The 12-year-old school made its first appearance in the statewide competition, earning the right after besting perennial powerhouse Laguna Hills High in a county contest last year.

The Trabuco Hills team, made up of four juniors and five seniors, screamed and clapped as they hustled to the podium to accept their big trophy and pose for the cameras in an awards ceremony at the Industry Hills Sheraton, which was filled with the exuberance of a pep rally.

“This feels great,” said Carlos Mladineo, a senior, who also won a bronze individual medal and an $800 scholarship. “I could not expect anything more since so many of us had never done this before. To get to the state competition is the frosting on the cake.”

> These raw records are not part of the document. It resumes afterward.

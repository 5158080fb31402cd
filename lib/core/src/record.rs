// Phone book records, kept apart from the road graph
use crate::{Error, Result};
use serde::{Deserialize, Serialize};
use std::collections::BTreeMap;

pub type RecordId = u64;

#[derive(Debug, Clone, PartialEq, Eq, Serialize, Deserialize)]
pub struct Record {
    pub id: RecordId,
    pub name: String,
    pub phone: String,
}

#[derive(Debug)]
pub struct RecordBook {
    records: BTreeMap<RecordId, Record>,
    next_id: RecordId,
}

impl Default for RecordBook {
    fn default() -> Self {
        Self {
            records: BTreeMap::new(),
            next_id: 1,
        }
    }
}

fn validate(name: &str, phone: &str) -> Result<()> {
    if name.is_empty() || phone.is_empty() {
        return Err(Error::Validation("empty name or phone".to_string()));
    }
    Ok(())
}

impl RecordBook {
    pub fn new() -> Self {
        Self::default()
    }

    pub fn insert(&mut self, name: &str, phone: &str) -> Result<Record> {
        validate(name, phone)?;
        let id = self.next_id;
        self.next_id += 1;

        let record = Record {
            id,
            name: name.to_string(),
            phone: phone.to_string(),
        };
        self.records.insert(id, record.clone());
        Ok(record)
    }

    pub fn update(&mut self, id: RecordId, name: &str, phone: &str) -> Result<Record> {
        validate(name, phone)?;
        let record = self.records.get_mut(&id).ok_or(Error::RecordNotFound(id))?;
        record.name = name.to_string();
        record.phone = phone.to_string();
        Ok(record.clone())
    }

    pub fn remove(&mut self, id: RecordId) -> Result<Record> {
        self.records.remove(&id).ok_or(Error::RecordNotFound(id))
    }

    pub fn get(&self, id: RecordId) -> Result<Record> {
        self.records.get(&id).cloned().ok_or(Error::RecordNotFound(id))
    }

    /// All records ordered by id, optionally only those whose name contains `pattern`.
    #[must_use]
    pub fn list(&self, pattern: Option<&str>) -> Vec<Record> {
        self.records
            .values()
            .filter(|r| pattern.map_or(true, |p| r.name.contains(p)))
            .cloned()
            .collect()
    }

    #[inline]
    #[must_use]
    pub fn len(&self) -> usize {
        self.records.len()
    }

    #[inline]
    #[must_use]
    pub fn is_empty(&self) -> bool {
        self.records.is_empty()
    }
}
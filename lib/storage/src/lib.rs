pub mod manager;
pub mod seed;

pub use manager::StorageManager;
pub use seed::{SeedCity, SeedData, SeedRoad};
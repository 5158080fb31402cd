// City and road model - nodes and weighted undirected edges
use serde::{Deserialize, Serialize};

use crate::{Error, Result};

pub type CityId = u64;
pub type RoadId = u64;

#[derive(Debug, Clone, PartialEq, Serialize, Deserialize)]
pub struct City {
    pub id: CityId,
    pub name: String,
    pub latitude: f64,
    pub longitude: f64,
}

/// A road joins two distinct cities and can be driven both ways.
#[derive(Debug, Clone, PartialEq, Serialize, Deserialize)]
pub struct Road {
    pub id: RoadId,
    pub city_a: CityId,
    pub city_b: CityId,
    pub length: f64,
}

impl City {
    /// Validates and normalizes the attributes of a city that is about to be created.
    /// Returns the trimmed name.
    pub fn validate(name: &str, latitude: f64, longitude: f64) -> Result<String> {
        let name = name.trim();
        if name.is_empty() {
            return Err(Error::Validation("city name must not be empty".to_string()));
        }
        if !latitude.is_finite() || !(-90.0..=90.0).contains(&latitude) {
            return Err(Error::Validation(format!(
                "latitude must be within [-90, 90], got {latitude}"
            )));
        }
        if !longitude.is_finite() || !(-180.0..=180.0).contains(&longitude) {
            return Err(Error::Validation(format!(
                "longitude must be within [-180, 180], got {longitude}"
            )));
        }
        Ok(name.to_string())
    }
}

impl Road {
    #[inline]
    #[must_use]
    pub fn touches(&self, city: CityId) -> bool {
        self.city_a == city || self.city_b == city
    }

    /// The far end of the road when entering from `city`.
    #[inline]
    #[must_use]
    pub fn other_end(&self, city: CityId) -> CityId {
        if self.city_a == city {
            self.city_b
        } else {
            self.city_a
        }
    }

    pub fn validate_length(length: f64) -> Result<()> {
        if !length.is_finite() || length <= 0.0 {
            return Err(Error::Validation(format!(
                "road length must be a positive number, got {length}"
            )));
        }
        Ok(())
    }
}
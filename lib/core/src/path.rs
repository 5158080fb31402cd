use crate::graph::CityId;
use crate::network::RoadNetwork;
use crate::{Error, Result};
use ahash::AHashMap;
use ordered_float::OrderedFloat;
use serde::Serialize;
use std::cmp::Ordering;
use std::collections::BinaryHeap;
use std::fmt;

/// Minimum-length route between two cities
#[derive(Debug, Clone, PartialEq, Serialize)]
pub struct ShortestPath {
    pub cities: Vec<String>,
    pub length: f64,
}

/// Renders one city per line followed by the total length.
impl fmt::Display for ShortestPath {
    fn fmt(&self, f: &mut fmt::Formatter<'_>) -> fmt::Result {
        for city in &self.cities {
            writeln!(f, "{city}")?;
        }
        write!(f, "Path length: {}", self.length)
    }
}

/// Frontier entry. Orders as a min-heap on distance, then on city id.
#[derive(Clone, Copy, PartialEq, Eq)]
struct Candidate {
    dist: OrderedFloat<f64>,
    city: CityId,
}

impl Ord for Candidate {
    fn cmp(&self, other: &Self) -> Ordering {
        other
            .dist
            .cmp(&self.dist)
            .then_with(|| other.city.cmp(&self.city))
    }
}

impl PartialOrd for Candidate {
    fn partial_cmp(&self, other: &Self) -> Option<Ordering> {
        Some(self.cmp(other))
    }
}

/// Dijkstra shortest path between two cities named `from` and `to`.
///
/// Neighbours are relaxed in ascending id order and a predecessor is only
/// replaced by a strictly shorter distance, so among equally short routes the
/// one discovered first wins.
pub fn find_path(network: &RoadNetwork, from: &str, to: &str) -> Result<ShortestPath> {
    let start = network.city_by_name(from)?.id;
    let goal = network.city_by_name(to)?.id;

    let mut dist: AHashMap<CityId, f64> = AHashMap::new();
    let mut prev: AHashMap<CityId, CityId> = AHashMap::new();
    let mut heap = BinaryHeap::new();
    let mut neighbours: Vec<(CityId, f64)> = Vec::with_capacity(8);

    dist.insert(start, 0.0);
    heap.push(Candidate { dist: OrderedFloat(0.0), city: start });

    while let Some(Candidate { dist: OrderedFloat(d), city }) = heap.pop() {
        if city == goal {
            return assemble(network, &prev, start, goal, d);
        }
        // Stale entry, a shorter one was already settled
        if dist.get(&city).is_some_and(|best| d > *best) {
            continue;
        }

        neighbours.clear();
        neighbours.extend(
            network
                .roads_of(city)
                .map(|road| (road.other_end(city), road.length)),
        );
        neighbours.sort_by(|a, b| a.0.cmp(&b.0).then(a.1.total_cmp(&b.1)));

        for &(next, length) in &neighbours {
            let candidate = d + length;
            let improves = dist.get(&next).map_or(true, |known| candidate < *known);
            if improves {
                dist.insert(next, candidate);
                prev.insert(next, city);
                heap.push(Candidate { dist: OrderedFloat(candidate), city: next });
            }
        }
    }

    Err(Error::Unreachable {
        from: from.to_string(),
        to: to.to_string(),
    })
}

fn assemble(
    network: &RoadNetwork,
    prev: &AHashMap<CityId, CityId>,
    start: CityId,
    goal: CityId,
    length: f64,
) -> Result<ShortestPath> {
    let mut ids = vec![goal];
    let mut current = goal;
    while current != start {
        current = *prev.get(&current).ok_or_else(|| Error::unknown_city_id(current))?;
        ids.push(current);
    }
    ids.reverse();

    let cities = ids
        .into_iter()
        .map(|id| network.city(id).map(|c| c.name.clone()))
        .collect::<Result<Vec<_>>>()?;

    Ok(ShortestPath { cities, length })
}

#[cfg(test)]
mod tests {
    use super::*;

    /// A -1- B -1- D and A -1- C -1- D: two routes of length 2.
    fn diamond() -> RoadNetwork {
        let mut network = RoadNetwork::new();
        for name in ["A", "B", "C", "D"] {
            network.create_city(name, 0.0, 0.0).unwrap();
        }
        network.create_road(1, 3, 1.0).unwrap();
        network.create_road(3, 4, 1.0).unwrap();
        network.create_road(1, 2, 1.0).unwrap();
        network.create_road(2, 4, 1.0).unwrap();
        network
    }

    #[test]
    fn test_same_city() {
        let network = diamond();
        let path = find_path(&network, "C", "C").unwrap();
        assert_eq!(path.cities, vec!["C"]);
        assert_eq!(path.length, 0.0);
    }

    #[test]
    fn test_tie_break_prefers_lower_ids() {
        let network = diamond();
        let path = find_path(&network, "A", "D").unwrap();
        assert_eq!(path.cities, vec!["A", "B", "D"]);
        assert_eq!(path.length, 2.0);

        // stable across repeated queries
        for _ in 0..10 {
            assert_eq!(find_path(&network, "A", "D").unwrap(), path);
        }
    }

    #[test]
    fn test_longer_hop_count_can_win() {
        let mut network = RoadNetwork::new();
        for name in ["A", "B", "C", "D"] {
            network.create_city(name, 0.0, 0.0).unwrap();
        }
        network.create_road(1, 4, 10.0).unwrap();
        network.create_road(1, 2, 2.0).unwrap();
        network.create_road(2, 3, 2.0).unwrap();
        network.create_road(3, 4, 2.0).unwrap();

        let path = find_path(&network, "D", "A").unwrap();
        assert_eq!(path.cities, vec!["D", "C", "B", "A"]);
        assert_eq!(path.length, 6.0);
    }

    #[test]
    fn test_parallel_roads_use_shortest() {
        let mut network = RoadNetwork::new();
        network.create_city("A", 0.0, 0.0).unwrap();
        network.create_city("B", 0.0, 0.0).unwrap();
        network.create_road(1, 2, 9.0).unwrap();
        network.create_road(2, 1, 4.5).unwrap();

        let path = find_path(&network, "A", "B").unwrap();
        assert_eq!(path.length, 4.5);
    }

    #[test]
    fn test_unknown_and_unreachable() {
        let mut network = diamond();
        network.create_city("Island", 0.0, 0.0).unwrap();

        assert!(matches!(
            find_path(&network, "Nowhere", "A"),
            Err(Error::CityNotFound(name)) if name == "Nowhere"
        ));
        assert!(matches!(
            find_path(&network, "A", "Nowhere"),
            Err(Error::CityNotFound(_))
        ));
        assert!(matches!(
            find_path(&network, "A", "Island"),
            Err(Error::Unreachable { .. })
        ));
    }

    #[test]
    fn test_display_format() {
        let path = ShortestPath {
            cities: vec!["Vladivostok".into(), "Blagoveshensk".into(), "Habarovsk".into()],
            length: 44.0,
        };
        assert_eq!(
            path.to_string(),
            "Vladivostok\nBlagoveshensk\nHabarovsk\nPath length: 44"
        );

        let fractional = ShortestPath { cities: vec!["A".into()], length: 2.5 };
        assert_eq!(fractional.to_string(), "A\nPath length: 2.5");
    }
}
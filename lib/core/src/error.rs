use thiserror::Error;

use crate::graph::{CityId, RoadId};
use crate::record::RecordId;

pub type Result<T> = std::result::Result<T, Error>;

#[derive(Error, Debug)]
pub enum Error {
    #[error("Invalid input: {0}")]
    Validation(String),

    #[error("City not found: {0}")]
    CityNotFound(String),

    #[error("City already exists: {0}")]
    CityExists(String),

    #[error("Road not found: {0}")]
    RoadNotFound(RoadId),

    #[error("Record not found: {0}")]
    RecordNotFound(RecordId),

    #[error("No route from {from} to {to}")]
    Unreachable { from: String, to: String },

    #[error("IO error: {0}")]
    Io(#[from] std::io::Error),

    #[error("Serialization error: {0}")]
    Serialization(#[from] serde_json::Error),
}

impl Error {
    pub(crate) fn unknown_city_id(id: CityId) -> Self {
        Error::CityNotFound(format!("id {id}"))
    }

    /// True for every "no such entity" flavour, including an unreachable target.
    #[must_use]
    pub fn is_not_found(&self) -> bool {
        matches!(
            self,
            Error::CityNotFound(_)
                | Error::RoadNotFound(_)
                | Error::RecordNotFound(_)
                | Error::Unreachable { .. }
        )
    }
}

For senior Evelyn Townsell, the county’s competition was more stressful than the state’s because the team felt pressure to unseat Laguna Hills, which had represented the county for the past eight years and won the state title in 1990 and 1991.

“We had no idea how we were going to do here,” Townsell said, adding that finishing second “was actually best for us.”

Each nine-member team includes three members from three divisions: honors (grade point average above 3.75); scholastic (3.0 to 3.74); and varsity (up to 2.99). The students competed for individual and team honors in the two-day contest held at Cal Poly Pomona, in which Trabuco scored 46,315 out of a possible 60,000--3,186 points behind champion El Camino.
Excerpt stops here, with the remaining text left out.